Last week's wet cold of Duluth was a minor inconvenience to the warm, inviting interior of Dungeon’s End. Inside, dozens of people rip open little slips filled with cardboard and the scent of a freshly printed book. They’re playing Magic: The Gathering.

Magic: The Gathering is a collectible trading card game where you build a deck of various fantasy things and duel with another player. It’s a combination of strategy, skill, and, yes, luck.

Zach Lunderberg has been coming to Dungeon’s End to play almost weekly ever since he came back from studying abroad in Japan. But this weekend in particular is special because a new set of cards is being “pre”-released.

Every few months, a new set of cards is released, generating continued interest and changing up the way the game is played. The prerelease lets players play with the cards a week before they hit store shelves.

For these pre-releases, a different kind tournament is run.

Instead of building decks ahead of time, players open six packs and construct decks on the spot using the cards they open.

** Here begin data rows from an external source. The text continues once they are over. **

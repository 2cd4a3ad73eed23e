use std::collections::VecDeque;
use std::sync::Mutex;

use async_trait::async_trait;
use reqwest::StatusCode;
use serde_json::{json, Value};

use crate::error::TransportError;

use super::{HttpRequest, HttpResponse, Transport};

/// A scripted transport for testing. Replays canned responses in order and
/// records every request it is handed.
pub struct MockTransport {
    replies: Mutex<VecDeque<Result<HttpResponse, TransportError>>>,
    requests: Mutex<Vec<HttpRequest>>,
}

impl MockTransport {
    pub fn builder() -> MockTransportBuilder {
        MockTransportBuilder {
            replies: VecDeque::new(),
        }
    }

    /// Every request received so far, oldest first.
    pub fn requests(&self) -> Vec<HttpRequest> {
        self.requests.lock().expect("mock transport poisoned").clone()
    }

    pub fn request_count(&self) -> usize {
        self.requests.lock().expect("mock transport poisoned").len()
    }
}

pub struct MockTransportBuilder {
    replies: VecDeque<Result<HttpResponse, TransportError>>,
}

impl MockTransportBuilder {
    pub fn with_response(mut self, status: StatusCode, body: Vec<u8>) -> Self {
        self.replies.push_back(Ok(HttpResponse {
            status,
            reason: None,
            body,
        }));
        self
    }

    /// A response whose status line carries a non-canonical reason phrase.
    pub fn with_reason(mut self, status: StatusCode, reason: &str, body: Vec<u8>) -> Self {
        self.replies.push_back(Ok(HttpResponse {
            status,
            reason: Some(reason.to_owned()),
            body,
        }));
        self
    }

    pub fn with_json(self, status: StatusCode, body: Value) -> Self {
        self.with_response(status, body.to_string().into_bytes())
    }

    /// A 200 response wrapping `result` in a daemon-style envelope.
    pub fn with_result(self, result: Value) -> Self {
        self.with_json(
            StatusCode::OK,
            json!({"result": result, "error": null, "id": 1}),
        )
    }

    /// No HTTP response at all.
    pub fn with_failure(mut self, reason: &str) -> Self {
        self.replies.push_back(Err(TransportError(reason.to_owned())));
        self
    }

    pub fn build(self) -> MockTransport {
        MockTransport {
            replies: Mutex::new(self.replies),
            requests: Mutex::new(Vec::new()),
        }
    }
}

#[async_trait]
impl Transport for MockTransport {
    async fn post(&self, request: HttpRequest) -> Result<HttpResponse, TransportError> {
        self.requests
            .lock()
            .expect("mock transport poisoned")
            .push(request);
        self.replies
            .lock()
            .expect("mock transport poisoned")
            .pop_front()
            .unwrap_or_else(|| Err(TransportError("mock transport has no reply queued".into())))
    }
}

#[cfg(test)]
mod tests {
    use reqwest::header::HeaderMap;

    use super::*;

    fn request() -> HttpRequest {
        HttpRequest {
            url: "http://127.0.0.1:1/".into(),
            headers: HeaderMap::new(),
            body: b"{}".to_vec(),
            verify_tls: true,
        }
    }

    #[tokio::test]
    async fn replays_in_order_then_fails() {
        let mock = MockTransport::builder()
            .with_result(json!(1))
            .with_failure("down")
            .build();

        let first = mock.post(request()).await.expect("first reply is a response");
        assert_eq!(first.status, StatusCode::OK);

        let second = mock.post(request()).await.expect_err("second reply is a failure");
        assert_eq!(second.0, "down");

        assert!(mock.post(request()).await.is_err());
        assert_eq!(mock.request_count(), 3);
    }
}
use clap::Parser;

/// mcrpc — call any JSON-RPC method on a MultiChain-style daemon.
#[derive(Parser)]
#[command(version, about)]
pub struct Cli {
    /// Daemon RPC host.
    #[arg(long, default_value = "127.0.0.1", env = "MCRPC_HOST")]
    pub host: String,

    /// Daemon RPC port.
    #[arg(long, env = "MCRPC_PORT")]
    pub port: u16,

    /// RPC username.
    #[arg(long, env = "MCRPC_USER")]
    pub user: String,

    /// RPC password.
    #[arg(long, env = "MCRPC_PASS", hide_env_values = true)]
    pub pass: String,

    /// Connect over HTTPS.
    #[arg(long, env = "MCRPC_TLS")]
    pub tls: bool,

    /// Chain name embedded in every request (multi-chain daemons).
    #[arg(long, env = "MCRPC_CHAIN_NAME")]
    pub chain_name: Option<String>,

    /// Skip TLS certificate and hostname verification.
    #[arg(long, env = "MCRPC_NO_VERIFY_SSL")]
    pub no_verify_ssl: bool,

    /// Remote method name, passed through verbatim.
    pub method: String,

    /// Positional parameters. Each is parsed as JSON, or sent as a string
    /// when it is not valid JSON.
    #[arg(trailing_var_arg = true, allow_hyphen_values = true)]
    pub params: Vec<String>,
}
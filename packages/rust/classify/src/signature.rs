//! Default classifier: offset-0 signatures plus VBA project markers.

use tracing::trace;

use crate::markers::MacroMarker;
use crate::{Classification, DocumentClassifier, detect_container};

/// Classifies payloads without parsing them.
pub struct SignatureClassifier {
    markers: Vec<MacroMarker>,
}

impl SignatureClassifier {
    pub fn new() -> Self {
        Self {
            markers: MacroMarker::defaults(),
        }
    }
}

impl Default for SignatureClassifier {
    fn default() -> Self {
        Self::new()
    }
}

impl DocumentClassifier for SignatureClassifier {
    fn classify(&self, bytes: &[u8]) -> Classification {
        Classification::from_format(detect_container(bytes))
    }

    fn has_macro(&self, bytes: &[u8]) -> bool {
        let Some(format) = detect_container(bytes) else {
            return false;
        };

        let found = self
            .markers
            .iter()
            .filter(|m| m.format == format)
            .any(|m| m.found_in(bytes));

        trace!(?format, found, len = bytes.len(), "macro marker scan");
        found
    }

    fn name(&self) -> &str {
        "signature"
    }
}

This makes it so you are both opening new cards and playing with them immediately.


“A lot of it comes down to the luck of the draw,” said Lunderberg. “Sometimes you have it, sometimes you don’t.”

A certain level of luck does come into play, as not everyone opens the same cards. However, the company that releases Magic: The Gathering, Wizards of the Coast, releases the full set online so players can see what the set will look like and plan ahead.

Though this particular midday turnout wasn’t the biggest, these kinds of events tend to be on larger side people wise. Because there is no need to own cards beforehand, lots of new players show up to these kinds of events.

The tournament in total runs for four rounds, which takes between five and six hours to complete and prizes are awarded to the top players, usually in the form of more packs.

Lunderberg went 1-3 that day, I went 3-1.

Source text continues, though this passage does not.